Could you be suffering from Polycystic Ovary Syndrome (PCOS) and not even know? As many as one in every five women in the UK suffers from the condition, which affects cysts in the ovaries, high levels of male hormones and irregular periods.
It’s hard enough battling an illness without many of the symptoms being so visible. Many women with the condition experience weight gain, acne and hair loss as well as depression and anxiety. Frustratingly, many treatments bring side effects and more hormonal fluctuation (such as the contraceptive pill) – creating a vicious cycle.
The key things to remember about controlling PCOS, is making sure you do the following:
- Balance your hormones
- Normalise your insulin levels
- Reduce inflammation
- Balance pH levels
The good news is that these actions can be controlled naturally, allowing you to be in charge of your health and wellbeing.
Add natural supplements to your diet
Women with PCOS need supplements – even if you follow a strict PCOS diet and lifestyle, there are gaps here and there to fill. The dilemma is how to choose the right supplements to manage PCOS.
There is so much information out there it is easy to feel overwhelmed. Supplements can help your body to:
- Build its immune system
- Restore energy levels
- Balance hormones
- Promote healthy blood flow
Some key contenders include:
- Inofolic – which combines myo-inositol (a naturally occurring substance found in all living cells) and folic acid. In a study undertaken by the University of Perugia, folic acid was given along with inositol. The combination of the two worked better than folic acid alone to improve PCOS symptoms
- Fish oil – medical evidence indicates that fish oil may help with a number of PCOS-related issues
- Vitamin D – a Yale PCOS Program states that vitamin D is given as part of their lifestyle management program to treat PCOS, because many of the symptoms of vitamin D deficiency also affect women with PCOS
- Inositol or vitamin B-8, inositol reduced insulin resistance and improved symptoms in women with PCOS in a study conducted by Virginia Commonwealth University
Eat plenty of iron-rich food
Red meat is an obvious source of iron, but many vegetables and plant-based foods are also iron-rich, including spinach, kale, lentils and chickpeas.

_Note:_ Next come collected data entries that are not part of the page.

use serde::{Deserialize, Serialize};

use crate::errors::GameError;

/// An action a seat may submit during a betting round.
///
/// `Bet` and `Raise` carry the number of chips the seat moves from its stack
/// with this action, not a "raise to" total.
#[derive(Debug, Clone, Copy, Eq, PartialEq, Serialize, Deserialize)]
pub enum PlayerAction {
    Fold,
    Check,
    Call,
    Bet(u32),
    Raise(u32),
    AllIn,
}

impl PlayerAction {
    /// Parses a request token. Long forms (`fold`, `raise`, `all-in`), single
    /// letters (`f`, `x`, `c`) and compact sized tokens (`b40`, `r160`) are
    /// accepted. `amount` is only consulted for bet and raise.
    pub fn from_token(token: &str, amount: Option<i64>) -> Result<Self, GameError> {
        let token = token.trim().to_ascii_lowercase();
        match token.as_str() {
            "fold" | "f" => return Ok(PlayerAction::Fold),
            "check" | "x" | "k" => return Ok(PlayerAction::Check),
            "call" | "c" => return Ok(PlayerAction::Call),
            "all-in" | "allin" | "all_in" | "shove" => return Ok(PlayerAction::AllIn),
            "bet" | "b" => return Ok(PlayerAction::Bet(required_amount(amount)?)),
            "raise" | "r" => return Ok(PlayerAction::Raise(required_amount(amount)?)),
            _ => {}
        }

        let (kind, digits) = token.split_at(token.chars().next().map_or(0, char::len_utf8));
        if !digits.is_empty() && digits.chars().all(|c| c.is_ascii_digit()) {
            let embedded = digits
                .parse::<i64>()
                .map_err(|_| GameError::amount(format!("`{digits}` is out of range")))?;
            match kind {
                "b" => return Ok(PlayerAction::Bet(required_amount(Some(embedded))?)),
                "r" => return Ok(PlayerAction::Raise(required_amount(Some(embedded))?)),
                _ => {}
            }
        }

        Err(GameError::illegal(format!("unknown action `{token}`")))
    }

    /// Verb used in action-log lines, e.g. `Player 4 raises 160 chips`.
    pub fn verb(&self) -> &'static str {
        match self {
            PlayerAction::Fold => "folds",
            PlayerAction::Check => "checks",
            PlayerAction::Call => "calls",
            PlayerAction::Bet(_) => "bets",
            PlayerAction::Raise(_) => "raises",
            PlayerAction::AllIn => "goes all-in",
        }
    }
}

fn required_amount(amount: Option<i64>) -> Result<u32, GameError> {
    let amount = amount.ok_or_else(|| GameError::amount("bet and raise require an amount"))?;
    if amount <= 0 {
        return Err(GameError::amount(format!(
            "amount must be positive, got {amount}"
        )));
    }
    u32::try_from(amount).map_err(|_| GameError::amount(format!("{amount} is out of range")))
}
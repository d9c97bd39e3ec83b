use std::marker::PhantomData;
use std::sync::{Arc, Mutex, MutexGuard, OnceLock};
use tracing::Level;
use tracing_subscriber::layer::{Context, SubscriberExt};
use tracing_subscriber::registry::LookupSpan;
use tracing_subscriber::{Layer, Registry};

/// Default filter when `RUST_LOG` is unset.
pub const DEFAULT_FILTER: &str = "info,holdem_web=debug,holdem_engine=info";

/// One captured event.
#[derive(Debug, Clone)]
pub struct LogEntry {
    pub level: Level,
    pub target: String,
    pub message: String,
    pub fields: Vec<(String, String)>,
}

impl LogEntry {
    pub fn field(&self, name: &str) -> Option<&str> {
        self.fields
            .iter()
            .find(|(k, _)| k == name)
            .map(|(_, v)| v.as_str())
    }
}

/// Collects events in memory so tests can assert on what was logged.
#[derive(Debug, Clone, Default)]
pub struct TestLogSubscriber {
    entries: Arc<Mutex<Vec<LogEntry>>>,
}

impl TestLogSubscriber {
    pub fn new() -> Self {
        Self::default()
    }

    fn lock(&self) -> MutexGuard<'_, Vec<LogEntry>> {
        self.entries
            .lock()
            .unwrap_or_else(|poisoned| poisoned.into_inner())
    }

    pub fn entries(&self) -> Vec<LogEntry> {
        self.lock().clone()
    }

    pub fn clear(&self) {
        self.lock().clear();
    }

    pub fn into_layer<S>(self) -> TestLayer<S>
    where
        S: tracing::Subscriber + for<'a> LookupSpan<'a>,
    {
        TestLayer {
            subscriber: self,
            _phantom: PhantomData,
        }
    }
}

pub struct TestLayer<S> {
    subscriber: TestLogSubscriber,
    _phantom: PhantomData<S>,
}

impl<S> Layer<S> for TestLayer<S>
where
    S: tracing::Subscriber + for<'a> LookupSpan<'a>,
{
    fn on_event(&self, event: &tracing::Event<'_>, _ctx: Context<'_, S>) {
        let metadata = event.metadata();
        let mut visitor = FieldVisitor::default();
        event.record(&mut visitor);

        self.subscriber.lock().push(LogEntry {
            level: *metadata.level(),
            target: metadata.target().to_string(),
            message: visitor.message.unwrap_or_default(),
            fields: visitor.fields,
        });
    }
}

#[derive(Default)]
struct FieldVisitor {
    message: Option<String>,
    fields: Vec<(String, String)>,
}

impl tracing::field::Visit for FieldVisitor {
    fn record_str(&mut self, field: &tracing::field::Field, value: &str) {
        if field.name() == "message" {
            self.message = Some(value.to_string());
        } else {
            self.fields.push((field.name().to_string(), value.to_string()));
        }
    }

    fn record_debug(&mut self, field: &tracing::field::Field, value: &dyn std::fmt::Debug) {
        let value = format!("{:?}", value);
        if field.name() == "message" {
            self.message = Some(value);
        } else {
            self.fields.push((field.name().to_string(), value));
        }
    }
}

#[derive(Debug, Clone, Copy, PartialEq, Eq, Default)]
pub enum LogFormat {
    #[default]
    Text,
    Json,
}

impl LogFormat {
    /// Reads `HOLDEM_LOG_FORMAT`; anything but `json` is plain text.
    pub fn from_env() -> Self {
        match std::env::var("HOLDEM_LOG_FORMAT") {
            Ok(v) if v.eq_ignore_ascii_case("json") => LogFormat::Json,
            _ => LogFormat::Text,
        }
    }
}

/// Installs the process-wide subscriber. Call once from `main`.
pub fn init_logging(format: LogFormat) -> Result<(), tracing::subscriber::SetGlobalDefaultError> {
    use tracing_subscriber::fmt;
    use tracing_subscriber::EnvFilter;

    let filter =
        EnvFilter::try_from_default_env().unwrap_or_else(|_| EnvFilter::new(DEFAULT_FILTER));

    match format {
        LogFormat::Text => {
            let subscriber = fmt()
                .with_env_filter(filter)
                .with_target(true)
                .with_thread_ids(true)
                .finish();
            tracing::subscriber::set_global_default(subscriber)
        }
        LogFormat::Json => {
            let subscriber = fmt()
                .json()
                .with_env_filter(filter)
                .with_current_span(false)
                .finish();
            tracing::subscriber::set_global_default(subscriber)
        }
    }
}

/// Global capturing subscriber shared by every test in a binary.
///
/// Entries are cleared on each call; tests that assert on global logs
/// should run serially.
pub fn init_test_logging() -> TestLogSubscriber {
    static SUBSCRIBER: OnceLock<TestLogSubscriber> = OnceLock::new();
    static REGISTERED: OnceLock<()> = OnceLock::new();

    let subscriber = SUBSCRIBER.get_or_init(TestLogSubscriber::new);

    REGISTERED.get_or_init(|| {
        let layer = subscriber.clone().into_layer::<Registry>();
        let registry = Registry::default().with(layer);
        // another subscriber may already be installed; capture is then best-effort
        let _ = tracing::subscriber::set_global_default(registry);
    });

    subscriber.clear();
    subscriber.clone()
}
pub mod errors;
pub mod handlers;
pub mod history;
pub mod logging;
pub mod middleware;
pub mod server;
pub mod session;
pub mod settings;

pub use errors::{ErrorResponse, ErrorSeverity, IntoErrorResponse};
pub use history::{HistoryError, HistoryRepository, MemoryHistory, SqliteHistory};
pub use logging::{init_logging, init_test_logging, LogEntry, LogFormat, TestLogSubscriber};
pub use middleware::{log_response, with_request_logging};
pub use server::{AppContext, ServerConfig, ServerError, ServerHandle, WebServer};
pub use session::{
    FinishedHand, GameSession, HandOutcome, HandView, ResetResponse, SeatView, SessionError,
    SessionId, SessionManager, StartHandRequest, StartHandResponse, DEFAULT_TABLE,
};
pub use settings::{
    load_with_sources, AppSettings, ConfigError, SettingsError, SettingsResolved, SettingsStore,
    ValueSource,
};
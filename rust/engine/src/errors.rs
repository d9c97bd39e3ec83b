use thiserror::Error;

#[derive(Debug, Error, Clone, PartialEq, Eq)]
pub enum GameError {
    #[error("Illegal action: {0}")]
    IllegalAction(String),
    #[error("Invalid amount: {0}")]
    InvalidAmount(String),
    #[error("Hand already complete")]
    HandAlreadyComplete,
    #[error("It's not player {actual}'s turn (expected player {expected})")]
    NotPlayersTurn { expected: usize, actual: usize },
    #[error("Deck exhausted")]
    DeckExhausted,
    #[error("Invalid table configuration: {0}")]
    InvalidTable(String),
    #[error("Invalid card: {0}")]
    InvalidCard(String),
}

impl GameError {
    pub(crate) fn illegal(reason: impl Into<String>) -> Self {
        GameError::IllegalAction(reason.into())
    }

    pub(crate) fn amount(reason: impl Into<String>) -> Self {
        GameError::InvalidAmount(reason.into())
    }
}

There are also some surprising sources including dried fruits, like apricots, prunes and raisins and even plain dark chocolate.
Vitamin C helps you to absorb iron, so add some citrus fruits to your breakfast cereal. Tea contains contains tannins that bind to iron, so it’s best to enjoy your cuppa away from your main meal, or at least wait an hour after you’ve eaten.
If the gym isn’t for you, find a way of exercising which is something you enjoy, such as climbing, horse-riding, paddle boarding or fencing.
It is crucial that you have fun as this will make exercising enjoyable, which may benefit your mental health at the same time as helping your physical PCOS symptoms.
Drink apple cider vinegar tonic
Apple cider vinegar is sweeping up an internet storm amongst the health communities. While many of the claims on the internet citing it as a ‘miracle’ may seem far-fetched, there is no doubt that it is beneficial.
It’s considered the ultimate hormone balancer and pH booster. Apple cider vinegar also helps to control blood sugar levels so your body doesn’t produce too much insulin. Plus, it’s a powerful anti-inflammatory.
Grass-fed meat contains fewer hormones and the livestock are less likely to have been fed genetically modified foods which contain pesticides.
Choose organic dairy products such as live natural yoghurt which contains good bacteria beneficial for PCOS sufferers.
Eat foods which reduce inflammation
Inflammation contributes to the hormone imbalance in PCOS, so eating foods that help reduce inflammation can help to minimise symptoms.
Tomatoes, olive oil, salmon, sardines and whole grains are all known to reduce inflammation.
Avoid processed foods
Avoid processed foods like white flour, corn syrup, processed meats, pasta and other foods that may contain medium to high levels of sugar, have less nutrients and can make you feel bloated.
To combat the symptoms of PCOS and reduce insulin levels it is important to follow a high fibre diet and processed foods have little fibre. Replace processed food with beans, lentils, broccoli, cauliflower and sweet potato.
Satisfy your chocolate cravings with raw cacao
Iron and magnesium are essential for building healthy blood, which you need in order to menstruate regularly, hence why women often crave chocolate at that time of the month. Not only that, we all know how good chocolate tastes – an immediate mood booster when you need it!
Cacao is a good source of iron and magnesium – two minerals women can be deficient in – but consult with your doctor before introducing raw cacao to your diet. Raw cacao should be a supplement to your diet, not a large part.
If only chocolate will do, eat small amounts of minimally processed dark chocolate with at least a 70 percent cocoa content or higher. This type of chocolate contains the most powerful antioxidants and the least amount of sugar, providing the most benefits.